Nothing is needed except the lines below that run from the one with "whatever is left" through the one with "pinning a core.", repeated exactly.
*** Data to examine Section Begins ***
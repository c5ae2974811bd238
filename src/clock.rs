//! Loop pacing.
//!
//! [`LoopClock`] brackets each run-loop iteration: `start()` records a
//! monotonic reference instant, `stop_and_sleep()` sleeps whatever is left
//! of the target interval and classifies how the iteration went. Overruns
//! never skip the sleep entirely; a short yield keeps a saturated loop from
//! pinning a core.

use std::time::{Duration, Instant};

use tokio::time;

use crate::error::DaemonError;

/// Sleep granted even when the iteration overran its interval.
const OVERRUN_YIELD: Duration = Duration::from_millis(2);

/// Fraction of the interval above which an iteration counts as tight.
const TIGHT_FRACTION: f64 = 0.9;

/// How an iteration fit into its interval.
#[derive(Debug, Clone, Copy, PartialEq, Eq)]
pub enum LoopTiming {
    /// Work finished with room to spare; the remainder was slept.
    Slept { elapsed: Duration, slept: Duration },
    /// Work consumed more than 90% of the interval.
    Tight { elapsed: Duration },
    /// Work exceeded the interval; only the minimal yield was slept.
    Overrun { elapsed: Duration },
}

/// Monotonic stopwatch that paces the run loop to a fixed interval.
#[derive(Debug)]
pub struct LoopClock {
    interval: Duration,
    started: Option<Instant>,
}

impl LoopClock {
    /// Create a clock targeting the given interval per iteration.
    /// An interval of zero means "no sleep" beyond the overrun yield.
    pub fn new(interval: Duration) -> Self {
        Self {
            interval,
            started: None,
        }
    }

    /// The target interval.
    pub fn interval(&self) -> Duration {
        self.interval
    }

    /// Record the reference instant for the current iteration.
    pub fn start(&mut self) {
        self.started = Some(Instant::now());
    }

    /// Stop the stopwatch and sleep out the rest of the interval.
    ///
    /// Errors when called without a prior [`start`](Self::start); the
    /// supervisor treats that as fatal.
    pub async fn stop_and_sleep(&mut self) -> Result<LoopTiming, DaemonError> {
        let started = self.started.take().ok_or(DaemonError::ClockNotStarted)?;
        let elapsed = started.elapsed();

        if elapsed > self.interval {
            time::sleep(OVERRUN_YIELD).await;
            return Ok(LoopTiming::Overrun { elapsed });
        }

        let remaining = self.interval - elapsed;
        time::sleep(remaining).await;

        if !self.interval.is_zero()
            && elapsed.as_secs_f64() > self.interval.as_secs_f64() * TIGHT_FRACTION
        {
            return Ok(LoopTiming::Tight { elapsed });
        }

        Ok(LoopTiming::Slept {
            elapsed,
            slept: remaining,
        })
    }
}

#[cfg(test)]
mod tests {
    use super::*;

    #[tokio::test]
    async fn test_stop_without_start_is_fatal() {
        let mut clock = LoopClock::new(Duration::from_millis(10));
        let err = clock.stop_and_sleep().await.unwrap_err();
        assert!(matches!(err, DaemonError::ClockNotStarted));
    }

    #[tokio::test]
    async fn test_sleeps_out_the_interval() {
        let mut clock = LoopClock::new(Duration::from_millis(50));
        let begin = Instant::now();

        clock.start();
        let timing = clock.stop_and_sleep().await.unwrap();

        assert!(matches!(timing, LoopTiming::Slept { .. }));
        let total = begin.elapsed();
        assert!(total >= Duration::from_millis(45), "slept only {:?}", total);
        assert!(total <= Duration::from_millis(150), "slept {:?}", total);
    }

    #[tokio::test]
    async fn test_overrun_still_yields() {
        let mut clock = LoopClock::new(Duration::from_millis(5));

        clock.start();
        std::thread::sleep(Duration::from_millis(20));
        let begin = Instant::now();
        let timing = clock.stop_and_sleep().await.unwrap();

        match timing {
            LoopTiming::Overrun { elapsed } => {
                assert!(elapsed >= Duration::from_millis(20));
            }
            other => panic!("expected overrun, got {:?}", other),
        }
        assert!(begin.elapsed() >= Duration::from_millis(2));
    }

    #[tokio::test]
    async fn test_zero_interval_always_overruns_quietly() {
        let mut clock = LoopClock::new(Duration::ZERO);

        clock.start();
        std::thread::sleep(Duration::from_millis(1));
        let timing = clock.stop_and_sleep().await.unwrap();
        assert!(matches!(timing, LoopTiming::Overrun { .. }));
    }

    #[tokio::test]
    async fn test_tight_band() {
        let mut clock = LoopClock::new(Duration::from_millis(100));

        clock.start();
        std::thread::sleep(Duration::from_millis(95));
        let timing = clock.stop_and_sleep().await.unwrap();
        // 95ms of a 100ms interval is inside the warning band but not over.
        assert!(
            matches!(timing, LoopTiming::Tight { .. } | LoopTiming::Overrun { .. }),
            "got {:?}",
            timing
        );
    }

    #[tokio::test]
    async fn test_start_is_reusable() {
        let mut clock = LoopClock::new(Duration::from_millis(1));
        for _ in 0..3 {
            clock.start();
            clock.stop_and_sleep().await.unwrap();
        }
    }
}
*** Data to examine Section Ends ***
*** Data to examine Section Begins ***
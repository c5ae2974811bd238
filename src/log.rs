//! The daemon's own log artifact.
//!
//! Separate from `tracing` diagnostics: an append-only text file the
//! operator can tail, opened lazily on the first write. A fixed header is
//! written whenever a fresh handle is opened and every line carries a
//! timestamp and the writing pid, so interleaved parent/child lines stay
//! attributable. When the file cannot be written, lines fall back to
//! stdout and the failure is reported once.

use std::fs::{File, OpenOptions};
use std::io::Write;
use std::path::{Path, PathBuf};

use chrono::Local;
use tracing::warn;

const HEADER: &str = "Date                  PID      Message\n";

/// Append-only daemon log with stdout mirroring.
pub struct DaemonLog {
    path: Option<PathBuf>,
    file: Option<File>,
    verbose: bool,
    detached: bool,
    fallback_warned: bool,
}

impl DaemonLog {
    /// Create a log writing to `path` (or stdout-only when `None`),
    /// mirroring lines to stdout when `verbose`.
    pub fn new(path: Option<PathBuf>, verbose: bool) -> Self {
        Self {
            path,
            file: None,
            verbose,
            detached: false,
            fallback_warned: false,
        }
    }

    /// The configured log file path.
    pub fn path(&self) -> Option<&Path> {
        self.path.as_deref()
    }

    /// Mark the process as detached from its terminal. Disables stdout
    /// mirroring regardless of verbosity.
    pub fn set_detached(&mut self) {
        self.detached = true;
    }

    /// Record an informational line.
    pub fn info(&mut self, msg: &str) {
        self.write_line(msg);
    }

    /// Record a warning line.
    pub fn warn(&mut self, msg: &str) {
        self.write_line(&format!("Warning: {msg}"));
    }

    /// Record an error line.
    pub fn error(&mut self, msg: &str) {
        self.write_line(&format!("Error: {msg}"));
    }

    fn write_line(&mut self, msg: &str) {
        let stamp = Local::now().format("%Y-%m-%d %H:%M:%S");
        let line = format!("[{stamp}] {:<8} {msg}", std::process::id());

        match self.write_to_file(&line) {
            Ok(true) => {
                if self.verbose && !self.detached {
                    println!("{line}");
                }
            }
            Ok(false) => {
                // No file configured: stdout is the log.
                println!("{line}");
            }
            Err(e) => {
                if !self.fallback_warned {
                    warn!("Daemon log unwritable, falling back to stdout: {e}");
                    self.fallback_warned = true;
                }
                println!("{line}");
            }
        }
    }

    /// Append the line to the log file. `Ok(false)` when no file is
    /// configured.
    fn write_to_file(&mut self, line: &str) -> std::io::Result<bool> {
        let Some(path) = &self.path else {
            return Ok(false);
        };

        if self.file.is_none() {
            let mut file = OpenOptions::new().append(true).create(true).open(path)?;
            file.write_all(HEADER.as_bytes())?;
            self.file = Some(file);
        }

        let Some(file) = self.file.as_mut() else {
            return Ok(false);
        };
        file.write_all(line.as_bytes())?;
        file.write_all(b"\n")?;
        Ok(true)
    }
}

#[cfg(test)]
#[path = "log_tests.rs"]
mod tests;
*** Data to examine Section Ends ***
*** Data to examine Section Begins ***
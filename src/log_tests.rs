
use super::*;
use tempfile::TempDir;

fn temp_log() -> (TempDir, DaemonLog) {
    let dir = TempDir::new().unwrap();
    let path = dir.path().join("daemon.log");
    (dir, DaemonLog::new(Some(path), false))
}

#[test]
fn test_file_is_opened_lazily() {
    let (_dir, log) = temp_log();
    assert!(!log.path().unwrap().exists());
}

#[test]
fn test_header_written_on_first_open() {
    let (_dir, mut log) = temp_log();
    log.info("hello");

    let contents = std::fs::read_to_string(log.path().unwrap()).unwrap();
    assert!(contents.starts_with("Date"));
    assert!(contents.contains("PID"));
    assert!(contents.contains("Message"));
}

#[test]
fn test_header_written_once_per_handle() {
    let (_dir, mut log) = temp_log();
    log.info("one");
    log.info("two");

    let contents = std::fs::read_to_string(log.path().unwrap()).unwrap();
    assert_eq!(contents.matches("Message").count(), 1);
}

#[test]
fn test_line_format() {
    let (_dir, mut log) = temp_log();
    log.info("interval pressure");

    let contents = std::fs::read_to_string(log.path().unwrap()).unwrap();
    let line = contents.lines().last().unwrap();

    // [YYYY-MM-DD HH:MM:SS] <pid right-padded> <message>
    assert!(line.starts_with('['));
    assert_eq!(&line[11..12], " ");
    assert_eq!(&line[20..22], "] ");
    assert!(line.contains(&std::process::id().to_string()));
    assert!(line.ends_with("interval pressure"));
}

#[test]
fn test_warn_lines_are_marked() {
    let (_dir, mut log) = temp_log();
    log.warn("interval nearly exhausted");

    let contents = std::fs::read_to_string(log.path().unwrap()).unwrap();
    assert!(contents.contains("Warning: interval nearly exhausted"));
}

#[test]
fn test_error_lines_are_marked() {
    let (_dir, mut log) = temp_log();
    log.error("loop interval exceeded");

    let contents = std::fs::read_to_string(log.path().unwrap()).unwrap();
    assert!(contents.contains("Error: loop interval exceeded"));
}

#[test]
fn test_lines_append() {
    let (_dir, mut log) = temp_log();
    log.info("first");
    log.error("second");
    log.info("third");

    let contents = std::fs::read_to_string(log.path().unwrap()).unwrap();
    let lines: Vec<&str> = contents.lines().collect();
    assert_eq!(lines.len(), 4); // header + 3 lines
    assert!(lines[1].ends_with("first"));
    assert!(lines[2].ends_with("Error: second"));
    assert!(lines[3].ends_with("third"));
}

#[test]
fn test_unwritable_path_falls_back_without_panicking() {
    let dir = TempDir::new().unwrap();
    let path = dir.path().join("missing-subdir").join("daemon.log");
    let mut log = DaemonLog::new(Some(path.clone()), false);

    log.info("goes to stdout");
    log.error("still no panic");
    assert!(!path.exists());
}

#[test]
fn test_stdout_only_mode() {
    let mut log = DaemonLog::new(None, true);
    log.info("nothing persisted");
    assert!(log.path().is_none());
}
*** Data to examine Section Ends ***
- **Answer section**
//! monotonic reference instant, `stop_and_sleep()` sleeps whatever is left
//! of the target interval and classifies how the iteration went. Overruns
//! never skip the sleep entirely; a short yield keeps a saturated loop from
//! pinning a core.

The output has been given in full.